I went to a third doctor who told me I had vestibulitis and gave me a tiny little tube of very expensive medicine. He also gave me exercises, lists of things I could not eat and pages and pages of instructions on how to heal. Then he said, “and if it doesn’t work, don’t worry, you can always have surgery.”

Obviously, I tried all of it. I was so sure that if sex got better, my marriage would get better. Even though there were so many other issues we were dealing with. We were always in therapy, but ironically, the bedroom never came up in conversation. 

Time passed, but nothing got better.
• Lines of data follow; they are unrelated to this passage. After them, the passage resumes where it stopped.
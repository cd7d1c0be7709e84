//! Typed messages exchanged between the orchestrator and the worker context.
//!
//! Requests carry their PCM payload by value: once a request is sent, the
//! worker owns the buffer.  The orchestrator sends a copy of the caller's
//! slice so the caller's buffer stays usable.
//!
//! Every response carries the `request_id` of the request it answers.
//! Responses may be read in any order; callers correlate by id only.

use serde::Serialize;

use crate::audio::{AudioFormat, PreprocessOptions};

/// Caller-generated id, unique among in-flight requests.
pub type RequestId = u64;

// ---------------------------------------------------------------------------
// Result payloads
// ---------------------------------------------------------------------------

/// Result of `processAudioChunk`: bars plus whole-chunk levels.
#[derive(Debug, Clone, PartialEq, Serialize)]
pub struct ChunkAnalysis {
    pub bars: Vec<f32>,
    pub rms_level: f32,
    pub peak_level: f32,
    pub rms_db: f32,
    /// Handler wall time; instrumentation only.
    pub duration_ms: f64,
}

/// Result of `generateWaveform`.
#[derive(Debug, Clone, PartialEq, Serialize)]
pub struct WaveformResult {
    pub bars: Vec<f32>,
    pub peaks: Vec<f32>,
    pub duration_ms: f64,
}

/// Result of `computeFFT`.
#[derive(Debug, Clone, PartialEq, Serialize)]
pub struct SpectrumResult {
    pub magnitudes: Vec<f32>,
    pub frequencies: Vec<f32>,
    pub dominant_frequency: f32,
    pub duration_ms: f64,
}

impl SpectrumResult {
    /// All-zero spectrum returned when no worker can run the FFT.
    pub fn zeroed(bins: usize) -> Self {
        Self {
            magnitudes: vec![0.0; bins],
            frequencies: vec![0.0; bins],
            dominant_frequency: 0.0,
            duration_ms: 0.0,
        }
    }
}

/// Result of `preprocessChunk`.
#[derive(Debug, Clone, PartialEq, Serialize)]
pub struct PreprocessResult {
    /// Re-encoded PCM16; ownership passes to the caller.
    #[serde(skip_serializing)]
    pub processed_data: Vec<u8>,
    pub rms_level: f32,
    pub peak_level: f32,
    pub has_clipping: bool,
    pub dc_offset: f32,
    pub duration_ms: f64,
}

// ---------------------------------------------------------------------------
// WorkerRequest
// ---------------------------------------------------------------------------

/// A unit of work for the worker context.
#[derive(Debug)]
pub enum WorkerRequest {
    ProcessAudioChunk {
        request_id: RequestId,
        data: Vec<u8>,
        format: AudioFormat,
        bar_count: usize,
    },
    GenerateWaveform {
        request_id: RequestId,
        data: Vec<u8>,
        format: AudioFormat,
        bar_count: usize,
    },
    ComputeFft {
        request_id: RequestId,
        data: Vec<u8>,
        format: AudioFormat,
        fft_size: usize,
        frequency_bins: usize,
    },
    PreprocessChunk {
        request_id: RequestId,
        data: Vec<u8>,
        format: AudioFormat,
        options: PreprocessOptions,
    },
}

impl WorkerRequest {
    pub fn request_id(&self) -> RequestId {
        match self {
            WorkerRequest::ProcessAudioChunk { request_id, .. }
            | WorkerRequest::GenerateWaveform { request_id, .. }
            | WorkerRequest::ComputeFft { request_id, .. }
            | WorkerRequest::PreprocessChunk { request_id, .. } => *request_id,
        }
    }

    /// Short operation name for log lines.
    pub fn label(&self) -> &'static str {
        match self {
            WorkerRequest::ProcessAudioChunk { .. } => "processAudioChunk",
            WorkerRequest::GenerateWaveform { .. } => "generateWaveform",
            WorkerRequest::ComputeFft { .. } => "computeFFT",
            WorkerRequest::PreprocessChunk { .. } => "preprocessChunk",
        }
    }
}

// ---------------------------------------------------------------------------
// WorkerResponse
// ---------------------------------------------------------------------------

/// Answer to one [`WorkerRequest`], or a correlated handler error.
#[derive(Debug)]
pub enum WorkerResponse {
    ProcessAudioChunk {
        request_id: RequestId,
        result: ChunkAnalysis,
    },
    GenerateWaveform {
        request_id: RequestId,
        result: WaveformResult,
    },
    ComputeFft {
        request_id: RequestId,
        result: SpectrumResult,
    },
    PreprocessChunk {
        request_id: RequestId,
        result: PreprocessResult,
    },
    Error {
        request_id: RequestId,
        message: String,
    },
}

impl WorkerResponse {
    pub fn request_id(&self) -> RequestId {
        match self {
            WorkerResponse::ProcessAudioChunk { request_id, .. }
            | WorkerResponse::GenerateWaveform { request_id, .. }
            | WorkerResponse::ComputeFft { request_id, .. }
            | WorkerResponse::PreprocessChunk { request_id, .. }
            | WorkerResponse::Error { request_id, .. } => *request_id,
        }
    }
}

// ---------------------------------------------------------------------------
// WorkerEvent
// ---------------------------------------------------------------------------

/// Everything the worker context emits.
#[derive(Debug)]
pub enum WorkerEvent {
    /// Unsolicited signal that the context accepts work.
    Ready,
    /// Answer to a request.
    Response(WorkerResponse),
    /// The context hit an unrecoverable fault and is exiting.
    Fault(String),
}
Eventually, when my second child was 7 months old and my oldest was 3.5, my husband and I divorced. 

During my years as a single mom, I often wondered if before getting remarried I would have to tell a potential partner that I had sexual issues.  I did a lot of therapy, and concluded that there was nothing wrong with me, and my issues were simply that I was not attracted to my ex-husband. I had not loved him or wanted to be with him. With the right person, there wouldn’t be any issues and therefore I didn’t have to tell a potential husband about any of it, if I didn’t want to.

A few years passed without any sexual activity. I read and studied and learnt, mainly about the female body and sexuality. I also explored the Torah perspective on pleasure and sexuality. Finally I had a healthier perspective, and real knowledge and hashkafa on the topic. When I started dating my now husband, I didn’t say a word at first.  We eventually began to speak about sex, and I knew very clearly that we were attracted to one another. Eventually, I shared my journey with him, and explained that I really believed my issues were only about not wanting to be with my ex. I had the most amazing kallah classes with a very special woman and friend. On our wedding night, a year after meeting, we had the most magical night. No issues!
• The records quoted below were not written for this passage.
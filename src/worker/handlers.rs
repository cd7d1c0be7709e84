//! The four analysis handlers.
//!
//! These are plain functions so the worker context and the orchestrator's
//! inline fallback run exactly the same code.  Each one validates the
//! format, decodes the PCM, runs the relevant engine and stamps the wall
//! time it took.

use std::time::Instant;

use thiserror::Error;

use crate::audio::{
    pcm16_to_float, preprocess, AudioFormat, FormatError, FrequencyAnalysis, PreprocessOptions,
    SignalLevels, WaveformData,
};

use super::protocol::{
    ChunkAnalysis, PreprocessResult, SpectrumResult, WaveformResult, WorkerRequest,
    WorkerResponse,
};

// ---------------------------------------------------------------------------
// HandlerError
// ---------------------------------------------------------------------------

/// Failure while handling one request.
#[derive(Debug, Error, Clone, PartialEq)]
pub enum HandlerError {
    /// The request's format descriptor is not supported.
    #[error("invalid audio format: {0}")]
    InvalidFormat(#[from] FormatError),

    /// The handler panicked; the context survives.
    #[error("handler panicked: {0}")]
    Panicked(String),

    /// The context cannot continue.  Every pending request fails and the
    /// worker is disabled.
    #[error("worker context fault: {0}")]
    Fatal(String),
}

fn elapsed_ms(start: Instant) -> f64 {
    start.elapsed().as_secs_f64() * 1_000.0
}

pub fn process_audio_chunk(
    data: &[u8],
    format: &AudioFormat,
    bar_count: usize,
) -> Result<ChunkAnalysis, HandlerError> {
    let start = Instant::now();
    format.validate()?;

    let samples = pcm16_to_float(data);
    let waveform = WaveformData::compute(&samples, bar_count);
    let levels = SignalLevels::measure(&samples);

    Ok(ChunkAnalysis {
        bars: waveform.bars,
        rms_level: levels.rms,
        peak_level: levels.peak,
        rms_db: levels.rms_db,
        duration_ms: elapsed_ms(start),
    })
}

pub fn generate_waveform(
    data: &[u8],
    format: &AudioFormat,
    bar_count: usize,
) -> Result<WaveformResult, HandlerError> {
    let start = Instant::now();
    format.validate()?;

    let waveform = WaveformData::compute(&pcm16_to_float(data), bar_count);

    Ok(WaveformResult {
        bars: waveform.bars,
        peaks: waveform.peaks,
        duration_ms: elapsed_ms(start),
    })
}

pub fn compute_fft(
    data: &[u8],
    format: &AudioFormat,
    fft_size: usize,
    frequency_bins: usize,
) -> Result<SpectrumResult, HandlerError> {
    let start = Instant::now();
    format.validate()?;

    let analysis =
        FrequencyAnalysis::compute(&pcm16_to_float(data), format, fft_size, frequency_bins);

    Ok(SpectrumResult {
        magnitudes: analysis.magnitudes,
        frequencies: analysis.frequencies,
        dominant_frequency: analysis.dominant_frequency,
        duration_ms: elapsed_ms(start),
    })
}

pub fn preprocess_chunk(
    data: &[u8],
    format: &AudioFormat,
    options: PreprocessOptions,
) -> Result<PreprocessResult, HandlerError> {
    let start = Instant::now();
    format.validate()?;

    let processed = preprocess(data, options);

    Ok(PreprocessResult {
        processed_data: processed.data,
        rms_level: processed.rms,
        peak_level: processed.peak,
        has_clipping: processed.has_clipping,
        dc_offset: processed.dc_offset,
        duration_ms: elapsed_ms(start),
    })
}

/// Run the handler matching `request` and wrap its result in the mirrored
/// response variant.
pub fn handle(request: WorkerRequest) -> Result<WorkerResponse, HandlerError> {
    let response = match request {
        WorkerRequest::ProcessAudioChunk {
            request_id,
            data,
            format,
            bar_count,
        } => WorkerResponse::ProcessAudioChunk {
            request_id,
            result: process_audio_chunk(&data, &format, bar_count)?,
        },
        WorkerRequest::GenerateWaveform {
            request_id,
            data,
            format,
            bar_count,
        } => WorkerResponse::GenerateWaveform {
            request_id,
            result: generate_waveform(&data, &format, bar_count)?,
        },
        WorkerRequest::ComputeFft {
            request_id,
            data,
            format,
            fft_size,
            frequency_bins,
        } => WorkerResponse::ComputeFft {
            request_id,
            result: compute_fft(&data, &format, fft_size, frequency_bins)?,
        },
        WorkerRequest::PreprocessChunk {
            request_id,
            data,
            format,
            options,
        } => WorkerResponse::PreprocessChunk {
            request_id,
            result: preprocess_chunk(&data, &format, options)?,
        },
    };
    Ok(response)
}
I can now tell you, there is nothing wrong with me physically. I am healthy, I know what an orgasm is, and my husband and I have mutually enjoyable and beautiful sex. I understand healthy pleasure. We are very much in love and attracted to each other. 

I only wish that someone along the way – from my kallah teacher, to the many doctors and physical therapists – had asked me about my emotional relationship and listened to the whole picture about our relationship. No one ever asked me “Are you attracted to your husband?” Though I’m not sure I would have been brave enough to say “NO,” it’s hard to have sex with someone when you are not pulled toward them. Only get married if you are attracted to your husband (I was not), and don’t let the frum world tell you, “It comes later”.  If you think the block is because of issues that can be fixed (weight, too much hair, hygiene) then it is your DUTY to work on fixing those issues, and work on being open to your husband. But if that’s not the case, you shouldn’t suffer!
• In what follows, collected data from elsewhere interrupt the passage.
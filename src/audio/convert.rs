//! Conversion between raw 16-bit PCM bytes and normalised `f32` samples.
//!
//! Decoding divides each little-endian `i16` by `32768.0`, so every decoded
//! sample lies in `[-1.0, 1.0)`.  Encoding clamps to `[-1.0, 1.0]`, scales by
//! `32768.0` and saturates at the `i16` range, so a decode → encode cycle
//! reproduces the original bytes exactly and out-of-range floats never wrap.
//!
//! # Example
//!
//! ```rust
//! use live_meter::audio::{float_to_pcm16, pcm16_to_float};
//!
//! let pcm: Vec<u8> = [0i16, 16_384, -32_768, 32_767]
//!     .iter()
//!     .flat_map(|s| s.to_le_bytes())
//!     .collect();
//!
//! let samples = pcm16_to_float(&pcm);
//! assert_eq!(samples, vec![0.0, 0.5, -1.0, 32_767.0 / 32_768.0]);
//! assert_eq!(float_to_pcm16(&samples), pcm);
//! ```

use thiserror::Error;

const SCALE: f32 = 32_768.0;

/// Error from the strict decoder.
#[derive(Debug, Error, Clone, PartialEq)]
pub enum ConversionError {
    #[error("PCM16 buffer has odd length {len}; trailing byte cannot form a sample")]
    OddLength { len: usize },
}

/// Decode little-endian signed 16-bit PCM into `f32` samples.
///
/// A trailing odd byte cannot form a sample and is dropped.  This is logged
/// at `warn` level because it usually means the capture layer split a chunk
/// mid-sample.  Use [`try_pcm16_to_float`] to reject such buffers instead.
pub fn pcm16_to_float(buffer: &[u8]) -> Vec<f32> {
    if buffer.len() % 2 != 0 {
        log::warn!(
            "pcm16_to_float: dropping trailing byte of odd-length buffer ({} bytes)",
            buffer.len()
        );
    }

    buffer
        .chunks_exact(2)
        .map(|pair| f32::from(i16::from_le_bytes([pair[0], pair[1]])) / SCALE)
        .collect()
}

/// Like [`pcm16_to_float`] but fails on odd-length input.
pub fn try_pcm16_to_float(buffer: &[u8]) -> Result<Vec<f32>, ConversionError> {
    if buffer.len() % 2 != 0 {
        return Err(ConversionError::OddLength { len: buffer.len() });
    }
    Ok(pcm16_to_float(buffer))
}

/// Encode `f32` samples as little-endian signed 16-bit PCM.
///
/// Samples are clamped to `[-1.0, 1.0]` first; `+1.0` saturates to `32767`.
pub fn float_to_pcm16(samples: &[f32]) -> Vec<u8> {
    let mut out = Vec::with_capacity(samples.len() * 2);
    for &sample in samples {
        let scaled = (sample.clamp(-1.0, 1.0) * SCALE).round();
        let value = scaled.clamp(f32::from(i16::MIN), f32::from(i16::MAX)) as i16;
        out.extend_from_slice(&value.to_le_bytes());
    }
    out
}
Women with vaginismus, vulvodynia or vestibulitis need help for the physical problems. But so do women who have suffered abuse, sexual trauma, or are simply sexually incompatible.  All kallot who are feeling pain should be encouraged to fully explore the source. They should be told not to keep it to themselves and not to be ashamed or embarrassed, whatever the back story is. 

Wishing everyone pleasurable and fun sex, because if you learn Torah from the right people and in the right way, you know that honestly … giving and getting pleasure is really what it’s all about!